The landlords were asking the company to continue to pay the landlords “until it reaches the precipice and then falls over”, she said.

On March 17th, three days before the stores closed, New Look asked for a three-month rental holiday and no landlord agreed to that, Ms Smith said.

The landlords accepted the company was in financial difficulty and had “moved position” to state they would forgive rent for April, May and June, but that had “strings attached”, she said.

“This is only a temporary breathing space we are looking for,” Ms Smith said, adding that the company had said it would pay its arrears during examinership and had paid rent in full since August 28th.

Ms Smith said there was no evidence of a “strategy” by the company and rejected any suggestion of “bad faith or improper purpose” to the application.

“The landlords want us to continue to pay... without sight of the train coming down the track,” she said. “They want us to continue trading and to run out of cash until we get to a place where we are on the precipice.”
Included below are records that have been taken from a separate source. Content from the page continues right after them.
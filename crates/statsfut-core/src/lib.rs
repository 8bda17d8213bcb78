//! Core match model, retention ordering and activity predicate for StatsFut.

use std::cmp::Ordering;
use std::fmt;
use std::str::FromStr;

use chrono::{DateTime, Duration, Utc};
use serde::{Deserialize, Serialize};

pub const CRATE_NAME: &str = "statsfut-core";

/// Lifecycle state of a fixture as written by the external data provider.
#[derive(Debug, Clone, PartialEq, Eq, Hash, Serialize, Deserialize)]
#[serde(from = "String", into = "String")]
pub enum MatchStatus {
    Scheduled,
    Live,
    FirstHalf,
    HalfTime,
    SecondHalf,
    ExtraTime,
    Penalties,
    InPlay,
    Finished,
    Postponed,
    Cancelled,
    /// Anything the provider sends that we do not know about, kept verbatim.
    Other(String),
}

impl MatchStatus {
    pub const IN_PLAY: [MatchStatus; 7] = [
        MatchStatus::Live,
        MatchStatus::FirstHalf,
        MatchStatus::HalfTime,
        MatchStatus::SecondHalf,
        MatchStatus::ExtraTime,
        MatchStatus::Penalties,
        MatchStatus::InPlay,
    ];

    pub const TERMINAL: [MatchStatus; 3] = [
        MatchStatus::Finished,
        MatchStatus::Postponed,
        MatchStatus::Cancelled,
    ];

    pub fn as_str(&self) -> &str {
        match self {
            MatchStatus::Scheduled => "Scheduled",
            MatchStatus::Live => "Live",
            MatchStatus::FirstHalf => "1H",
            MatchStatus::HalfTime => "HT",
            MatchStatus::SecondHalf => "2H",
            MatchStatus::ExtraTime => "ET",
            MatchStatus::Penalties => "PEN",
            MatchStatus::InPlay => "IN_PLAY",
            MatchStatus::Finished => "Finished",
            MatchStatus::Postponed => "Postponed",
            MatchStatus::Cancelled => "Cancelled",
            MatchStatus::Other(raw) => raw,
        }
    }

    pub fn is_in_play(&self) -> bool {
        Self::IN_PLAY.contains(self)
    }

    pub fn is_terminal(&self) -> bool {
        Self::TERMINAL.contains(self)
    }
}

impl FromStr for MatchStatus {
    type Err = std::convert::Infallible;

    fn from_str(s: &str) -> Result<Self, Self::Err> {
        Ok(match s {
            "Scheduled" => MatchStatus::Scheduled,
            "Live" => MatchStatus::Live,
            "1H" => MatchStatus::FirstHalf,
            "HT" => MatchStatus::HalfTime,
            "2H" => MatchStatus::SecondHalf,
            "ET" => MatchStatus::ExtraTime,
            "PEN" => MatchStatus::Penalties,
            "IN_PLAY" => MatchStatus::InPlay,
            "Finished" => MatchStatus::Finished,
            "Postponed" => MatchStatus::Postponed,
            "Cancelled" => MatchStatus::Cancelled,
            other => MatchStatus::Other(other.to_string()),
        })
    }
}

impl From<String> for MatchStatus {
    fn from(value: String) -> Self {
        match value.parse() {
            Ok(status) => status,
            Err(never) => match never {},
        }
    }
}

impl From<MatchStatus> for String {
    fn from(value: MatchStatus) -> Self {
        value.as_str().to_string()
    }
}

impl fmt::Display for MatchStatus {
    fn fmt(&self, f: &mut fmt::Formatter<'_>) -> fmt::Result {
        f.write_str(self.as_str())
    }
}

/// One row of the matches table.
#[derive(Debug, Clone, PartialEq, Eq, Serialize, Deserialize)]
pub struct MatchRecord {
    pub id: i64,
    pub home_team: String,
    pub away_team: String,
    pub date: DateTime<Utc>,
    pub status: MatchStatus,
    pub api_id: Option<String>,
}

impl MatchRecord {
    /// Empty provider ids are treated the same as missing ones.
    pub fn has_api_id(&self) -> bool {
        self.api_id.as_deref().is_some_and(|id| !id.is_empty())
    }

    pub fn fixture_key(&self) -> FixtureKey {
        FixtureKey {
            home_team: self.home_team.clone(),
            away_team: self.away_team.clone(),
            date: self.date,
        }
    }
}

/// Loose identity of a fixture. Two records with the same key are assumed to
/// describe the same match.
#[derive(Debug, Clone, PartialEq, Eq, Hash, PartialOrd, Ord, Serialize, Deserialize)]
pub struct FixtureKey {
    pub home_team: String,
    pub away_team: String,
    pub date: DateTime<Utc>,
}

impl fmt::Display for FixtureKey {
    fn fmt(&self, f: &mut fmt::Formatter<'_>) -> fmt::Result {
        write!(
            f,
            "{} vs {} @ {}",
            self.home_team,
            self.away_team,
            self.date.to_rfc3339()
        )
    }
}

/// Retention priority of a record inside a duplicate group: provider id
/// first, then a final result, then the most recently inserted row.
pub fn retention_priority(record: &MatchRecord) -> (bool, bool, i64) {
    (
        record.has_api_id(),
        record.status == MatchStatus::Finished,
        record.id,
    )
}

/// `Ordering::Greater` means `a` should be kept over `b`.
pub fn compare_retention(a: &MatchRecord, b: &MatchRecord) -> Ordering {
    retention_priority(a).cmp(&retention_priority(b))
}

/// Whether a fixture is in progress or kicks off within `upcoming_buffer`.
pub fn is_active(record: &MatchRecord, now: DateTime<Utc>, upcoming_buffer: Duration) -> bool {
    match &record.status {
        status if status.is_terminal() => false,
        status if status.is_in_play() => true,
        MatchStatus::Scheduled => now
            .checked_add_signed(upcoming_buffer)
            .map_or(true, |horizon| record.date <= horizon),
        _ => false,
    }
}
The court heard submissions on behalf of the landlords which described the application as “audacious, opportunistic, cynical and contrived”.

Rossa Fanning SC, for the three opposing landlords, said “substantial arrears” had built up in relation to their four stores.

These were €365,185 for the Liffey Valley store; €169.031 at Navan Town Centre; €92,361 at Fairgreen, Mullingar, Co Westmeath and €56,901 at Castlewest Shopping Centre, Ballincollig, Co Cork.

The examinership was “not about saving jobs, it’s about reducing the obligation to landlords to improve profitability”, for the company, he said.

The objective was the “long-term writedown of obligations under leases, saving €5 million year-in, year-out, long after the pandemic,” Mr Fanning said.

He argued the rent holiday request had been premature on March 17th. The petition for examinership was a “brazen and obvious” attempt to replicate the benefits from a company voluntary arrangement undertaken by the parent company in England, he said.

It was not credible that the company which had €15.6 million in cash reserves last month would go into liquidation if examinership was refused, and it had “deliberately sought to exaggerate its insolvency”.

An estimate for a drop in sales was “just a prediction”. The court’s decision had to be based on evidence and the evidence was “flimsy and speculative”, he said.

The hearing continues on Wednesday before Mr Justice Denis McDonald.